A criação de um Fundo de Apoio a Pequenas e Médias Empresas provavelmente envolverá algumas dificuldades técnicas. O objetivo - fortalecer as empresas dos sócios menores e integrá-las no comércio regional - é facilmente defensável. Mas falta descer aos detalhes do projeto, para determinar como será abastecido esse fundo, qual será a participação de cada sócio e quais serão as condições dos empréstimos.

A reabertura das conversações com a União Européia será o primeiro lance importante do Mercosul depois do fracasso das negociações da Rodada Doha. O primeiro desafio será definir o nível de ambições para um acordo comercial.
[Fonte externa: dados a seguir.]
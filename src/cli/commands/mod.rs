//! CLI command implementations
//!
//! Each subcommand has its own module with:
//! - Args struct for command-line arguments
//! - `run()` function to execute the command

use crate::app::AppContext;
use crate::cli::Commands;
use crate::error::Result;

pub mod calculate;
pub mod config;
pub mod serve;
pub mod sizes;

/// Dispatch a command to its handler
pub fn run(ctx: &AppContext, command: &Commands) -> Result<()> {
    match command {
        Commands::Calculate(args) => calculate::run(ctx, args),
        Commands::Sizes(args) => sizes::run(ctx, args),
        Commands::Serve(args) => serve::run(ctx, args),
        Commands::Config(args) => config::run(ctx, args),
    }
}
Os europeus dificilmente chegarão dispostos a oferecer, no comércio agrícola, mais do que ofereceram na rodada multilateral. Do outro lado da mesa, os sócios do Mercosul terão dificuldade, mais uma vez, para formular em conjunto as concessões na área comercial. Essa dificuldade já ocorreu nas discussões com a União Européia - foi uma das causas do impasse entre os dois blocos - e reapareceu na Rodada Doha.

Se forem reiniciadas, essas negociações serão duplamente importantes - pelos próprios objetivos e como novo teste político para o Mercosul. Se não for capaz de se articular para essas discussões, o bloco dificilmente conseguirá barganhar qualquer outro acordo relevante.
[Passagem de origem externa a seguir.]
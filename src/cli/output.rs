use chrono::{DateTime, Utc};
use clap::ValueEnum;
use console::style;
use serde::Serialize;

use crate::error::{ErrorCode, PackError, Result};

/// Output format for CLI commands
#[derive(Debug, Clone, Copy, PartialEq, Eq, ValueEnum, Default)]
pub enum OutputFormat {
    /// Human-readable formatted output with colors (default)
    #[default]
    Human,
    /// Pretty-printed JSON wrapped in a status envelope
    Json,
    /// Plain text without colors or formatting
    Plain,
}

impl OutputFormat {
    /// Check if this format should use colors
    #[must_use]
    pub const fn use_colors(&self) -> bool {
        matches!(self, Self::Human)
    }

    /// Check if this format is machine-readable
    #[must_use]
    pub const fn is_machine_readable(&self) -> bool {
        matches!(self, Self::Json)
    }
}

#[derive(Serialize)]
pub struct RobotResponse<T> {
    pub status: RobotStatus,
    pub timestamp: DateTime<Utc>,
    pub version: String,
    pub data: T,
}

#[derive(Serialize)]
#[serde(rename_all = "snake_case")]
pub enum RobotStatus {
    Ok,
    Error {
        /// Error code enum value (e.g., "INVALID_ARGUMENT")
        code: ErrorCode,
        numeric_code: u16,
        message: String,
        suggestion: String,
        #[serde(skip_serializing_if = "Option::is_none")]
        context: Option<serde_json::Value>,
        recoverable: bool,
        category: String,
    },
}

impl From<&PackError> for RobotStatus {
    fn from(err: &PackError) -> Self {
        let code = err.code();
        Self::Error {
            code,
            numeric_code: code.numeric(),
            message: err.to_string(),
            suggestion: code.suggestion().to_string(),
            context: err.context(),
            recoverable: code.is_recoverable(),
            category: code.category().to_string(),
        }
    }
}

pub fn robot_ok<T: Serialize>(data: T) -> RobotResponse<T> {
    RobotResponse {
        status: RobotStatus::Ok,
        timestamp: Utc::now(),
        version: env!("CARGO_PKG_VERSION").to_string(),
        data,
    }
}

pub fn robot_error(err: &PackError) -> RobotResponse<serde_json::Value> {
    RobotResponse {
        status: RobotStatus::from(err),
        timestamp: Utc::now(),
        version: env!("CARGO_PKG_VERSION").to_string(),
        data: serde_json::Value::Null,
    }
}

pub fn emit_robot<T: Serialize>(response: &RobotResponse<T>) -> Result<()> {
    emit_json(response)
}

pub fn emit_json<T: Serialize>(value: &T) -> Result<()> {
    let payload = serde_json::to_string_pretty(value)?;
    println!("{payload}");
    Ok(())
}

pub struct HumanLayout {
    lines: Vec<String>,
    key_width: usize,
    colors: bool,
}

impl Default for HumanLayout {
    fn default() -> Self {
        Self::new()
    }
}

impl HumanLayout {
    #[must_use]
    pub const fn new() -> Self {
        Self {
            lines: Vec::new(),
            key_width: 14,
            colors: true,
        }
    }

    /// Layout for `format`; plain output drops styling.
    #[must_use]
    pub const fn for_format(format: OutputFormat) -> Self {
        let mut layout = Self::new();
        layout.colors = format.use_colors();
        layout
    }

    pub fn title(&mut self, text: &str) -> &mut Self {
        let line = if self.colors {
            style(text).bold().to_string()
        } else {
            text.to_string()
        };
        self.lines.push(line);
        self.lines.push(String::new());
        self
    }

    pub fn kv(&mut self, key: &str, value: &str) -> &mut Self {
        // pad before styling so ANSI codes don't eat the width
        let padded = format!("{key:width$}", width = self.key_width);
        let key = if self.colors {
            style(padded).dim().to_string()
        } else {
            padded
        };
        self.lines.push(format!("{key} {value}"));
        self
    }

    pub fn bullet(&mut self, text: &str) -> &mut Self {
        self.lines.push(format!("- {text}"));
        self
    }

    pub fn blank(&mut self) -> &mut Self {
        self.lines.push(String::new());
        self
    }

    pub fn push_line(&mut self, line: impl Into<String>) -> &mut Self {
        self.lines.push(line.into());
        self
    }

    #[must_use]
    pub fn build(self) -> String {
        self.lines.join("\n")
    }
}

pub fn emit_human(layout: HumanLayout) {
    println!("{}", layout.build());
}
Tudo será mais difícil com a inclusão da Venezuela bolivariana. O governo venezuelano, disse o presidente Chávez sem meias palavras, só pretende entrar no Mercosul para reformá-lo. ¿Se não houver mudanças, não estamos interessados¿, informou Chávez em junho do ano passado, em Buenos Aires.

Em Genebra, por ocasião da última reunião ministerial da Rodada Doha, o ministro do Comércio da Venezuela, Willian Contreras, avisou que seu país não aceitará um acordo com os Estados Unidos, nem bilateral nem por meio de um projeto como o da Área de Livre Comércio das Américas (Alca). Quando um repórter lhe perguntou se o governo venezuelano vetaria um acordo, respondeu: ¿O tratado não poderá ser imposto a ninguém.¿ Traduzindo: vetará, porque um acordo de livre-comércio só pode ser adotado por todo o Mercosul.

Não tem sentido receber um sócio que chega impondo condições desse tipo e exigindo a mudança do bloco. No entanto, o chanceler Celso Amorim apresenta como um dos objetivos brasileiros a formalização do ingresso da Venezuela. ¿A entrada da Venezuela vai vertebrar a integração sul-americana¿, disse o chanceler em Montevidéu, provando que esse tipo de linguagem não é exclusividade de seu colega Tarso Genro. ¿Um Mercosul que se estenda do Caribe à Terra do Fogo terá grande peso nas relações internacionais¿, acrescentou. A avaliação é obviamente errada: o peso será da Venezuela. O Mercosul será um instrumento a mais para o presidente Hugo Chávez se promover, graças a mais um erro de cálculo da diplomacia petista.